• Exercise details: Your job is to copy the lines from the material that include "join".
---+---
//! Credential persistence
//!
//! One directory per account under the session dir, holding an atomically
//! replaced `creds.json`. The lifecycle controller only sees the
//! [`CredentialStore`] trait; the layout is private to this module.

use crate::error::{Error, Result};
use crate::session::AccountId;
use async_trait::async_trait;
use chrono::{DateTime, Utc};
use serde::{Deserialize, Serialize};
use std::fs;
use std::io::Write;
use std::path::{Path, PathBuf};
use std::time::{Duration, SystemTime};
use tempfile::NamedTempFile;
use tracing::{info, warn};

const CREDS_FILE: &str = "creds.json";
const ACCOUNT_DIR_PREFIX: &str = "account_";

/// Credential material for one account
#[derive(Debug, Clone, PartialEq, Serialize, Deserialize)]
#[serde(rename_all = "camelCase")]
pub struct StoredCredentials {
    pub account_id: AccountId,
    pub phone_number: String,
    /// Opaque client-library state
    pub data: serde_json::Value,
    pub updated_at: DateTime<Utc>,
}

#[async_trait]
pub trait CredentialStore: Send + Sync {
    async fn load(&self, account_id: AccountId) -> Result<Option<StoredCredentials>>;
    async fn save(&self, credentials: &StoredCredentials) -> Result<()>;
    /// Idempotent; deleting absent credentials is not an error
    async fn delete(&self, account_id: AccountId) -> Result<()>;
    async fn list(&self) -> Result<Vec<StoredCredentials>>;
}

/// Disk usage of one account's credential directory
#[derive(Debug, Clone, Serialize)]
#[serde(rename_all = "camelCase")]
pub struct AccountUsage {
    pub account_id: AccountId,
    pub bytes: u64,
    pub modified: Option<DateTime<Utc>>,
}

#[derive(Debug, Clone, Serialize)]
#[serde(rename_all = "camelCase")]
pub struct StorageStats {
    pub session_dir: PathBuf,
    pub total_accounts: usize,
    pub total_bytes: u64,
    pub accounts: Vec<AccountUsage>,
}

/// File-backed credential store
#[derive(Debug, Clone)]
pub struct FileCredentialStore {
    dir: PathBuf,
}

impl FileCredentialStore {
    pub fn new(dir: impl Into<PathBuf>) -> Self {
        Self { dir: dir.into() }
    }

    pub fn dir(&self) -> &Path {
        &self.dir
    }

    fn account_dir(&self, account_id: AccountId) -> PathBuf {
        self.dir.join(format!("{}{}", ACCOUNT_DIR_PREFIX, account_id))
    }

    fn creds_path(&self, account_id: AccountId) -> PathBuf {
        self.account_dir(account_id).join(CREDS_FILE)
    }

    /// Account ids that have a directory on disk
    pub fn account_ids(&self) -> Result<Vec<AccountId>> {
        if !self.dir.exists() {
            return Ok(Vec::new());
        }

        let mut ids: Vec<AccountId> = fs::read_dir(&self.dir)?
            .filter_map(|entry| entry.ok())
            .filter(|entry| entry.path().is_dir())
            .filter_map(|entry| {
                entry
                    .file_name()
                    .to_str()
                    .and_then(|name| name.strip_prefix(ACCOUNT_DIR_PREFIX))
                    .and_then(|id| id.parse().ok())
            })
            .collect();
        ids.sort_unstable();
        Ok(ids)
    }

    fn read_sync(&self, account_id: AccountId) -> Result<Option<StoredCredentials>> {
        let path = self.creds_path(account_id);
        if !path.exists() {
            return Ok(None);
        }
        let content = fs::read_to_string(&path)?;
        Ok(Some(serde_json::from_str(&content)?))
    }

    fn write_sync(&self, credentials: &StoredCredentials) -> Result<()> {
        let dir = self.account_dir(credentials.account_id);
        fs::create_dir_all(&dir)?;

        // Write to temp file in same directory (for atomic rename)
        let mut temp = NamedTempFile::new_in(&dir)?;
        let json = serde_json::to_string_pretty(credentials)?;
        temp.write_all(json.as_bytes())?;
        temp.as_file().sync_all()?;

        temp.persist(dir.join(CREDS_FILE))
            .map_err(|e| Error::Io(e.error))?;
        Ok(())
    }

    fn delete_sync(&self, account_id: AccountId) -> Result<()> {
        let dir = self.account_dir(account_id);
        match fs::remove_dir_all(&dir) {
            Ok(()) => {
                info!(account_id, path = %dir.display(), "Deleted stored credentials");
                Ok(())
            }
            Err(e) if e.kind() == std::io::ErrorKind::NotFound => Ok(()),
            Err(e) => Err(e.into()),
        }
    }

    /// Per-account disk usage
    pub fn stats(&self) -> Result<StorageStats> {
        let mut accounts = Vec::new();
        for account_id in self.account_ids()? {
            let dir = self.account_dir(account_id);
            accounts.push(AccountUsage {
                account_id,
                bytes: dir_size(&dir)?,
                modified: modified_at(&dir).map(DateTime::<Utc>::from),
            });
        }

        Ok(StorageStats {
            session_dir: self.dir.clone(),
            total_accounts: accounts.len(),
            total_bytes: accounts.iter().map(|a| a.bytes).sum(),
            accounts,
        })
    }

    /// Delete credential directories untouched for longer than `max_age`
    pub fn cleanup_older_than(&self, max_age: Duration) -> Result<Vec<AccountId>> {
        let now = SystemTime::now();
        let mut removed = Vec::new();

        for account_id in self.account_ids()? {
            let dir = self.account_dir(account_id);
            let Some(modified) = modified_at(&dir) else {
                continue;
            };
            let age = now.duration_since(modified).unwrap_or_default();
            if age > max_age {
                self.delete_sync(account_id)?;
                removed.push(account_id);
            }
        }

        if !removed.is_empty() {
            info!(count = removed.len(), "Cleaned up stale credential directories");
        }
        Ok(removed)
    }

    /// Copy an account's credential directory into `backup_dir`
    pub fn backup(&self, account_id: AccountId, backup_dir: &Path) -> Result<PathBuf> {
        let source = self.account_dir(account_id);
        if !source.exists() {
            return Err(Error::NoActiveSession(account_id));
        }

        let stamp = Utc::now().format("%Y%m%dT%H%M%S");
        let target = backup_dir.join(format!("{}{}_{}", ACCOUNT_DIR_PREFIX, account_id, stamp));
        copy_dir(&source, &target)?;
        info!(account_id, path = %target.display(), "Backed up stored credentials");
        Ok(target)
    }
}

#[async_trait]
impl CredentialStore for FileCredentialStore {
    async fn load(&self, account_id: AccountId) -> Result<Option<StoredCredentials>> {
        let store = self.clone();
        tokio::task::spawn_blocking(move || store.read_sync(account_id))
            .await
            .map_err(|e| Error::Io(std::io::Error::other(e)))?
    }

    async fn save(&self, credentials: &StoredCredentials) -> Result<()> {
        let store = self.clone();
        let credentials = credentials.clone();
        tokio::task::spawn_blocking(move || store.write_sync(&credentials))
            .await
            .map_err(|e| Error::Io(std::io::Error::other(e)))?
    }

    async fn delete(&self, account_id: AccountId) -> Result<()> {
        let store = self.clone();
        tokio::task::spawn_blocking(move || store.delete_sync(account_id))
            .await
            .map_err(|e| Error::Io(std::io::Error::other(e)))?
    }

    async fn list(&self) -> Result<Vec<StoredCredentials>> {
        let store = self.clone();
        tokio::task::spawn_blocking(move || {
            let mut all = Vec::new();
            for account_id in store.account_ids()? {
                match store.read_sync(account_id) {
                    Ok(Some(creds)) => all.push(creds),
                    Ok(None) => {}
                    Err(e) => warn!(account_id, error = %e, "Skipping unreadable credentials"),
                }
            }
            Ok(all)
        })
        .await
        .map_err(|e| Error::Io(std::io::Error::other(e)))?
    }
}

fn modified_at(path: &Path) -> Option<SystemTime> {
    let dir_time = fs::metadata(path).and_then(|m| m.modified()).ok();
    let file_time = fs::metadata(path.join(CREDS_FILE))
        .and_then(|m| m.modified())
        .ok();
    dir_time.max(file_time)
}

fn dir_size(path: &Path) -> Result<u64> {
    let mut total = 0;
    for entry in fs::read_dir(path)? {
        let entry = entry?;
        let meta = entry.metadata()?;
        total += if meta.is_dir() {
            dir_size(&entry.path())?
        } else {
            meta.len()
        };
    }
    Ok(total)
}

fn copy_dir(source: &Path, target: &Path) -> Result<()> {
    fs::create_dir_all(target)?;
    for entry in fs::read_dir(source)? {
        let entry = entry?;
        let dest = target.join(entry.file_name());
        if entry.file_type()?.is_dir() {
            copy_dir(&entry.path(), &dest)?;
        } else {
            fs::copy(entry.path(), dest)?;
        }
    }
    Ok(())
}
---+---
• Problem solution:
        self.dir.join(format!("{}{}", ACCOUNT_DIR_PREFIX, account_id))
        self.account_dir(account_id).join(CREDS_FILE)
        temp.persist(dir.join(CREDS_FILE))
        let target = backup_dir.join(format!("{}{}_{}", ACCOUNT_DIR_PREFIX, account_id, stamp));
    let file_time = fs::metadata(path.join(CREDS_FILE))
        let dest = target.join(entry.file_name());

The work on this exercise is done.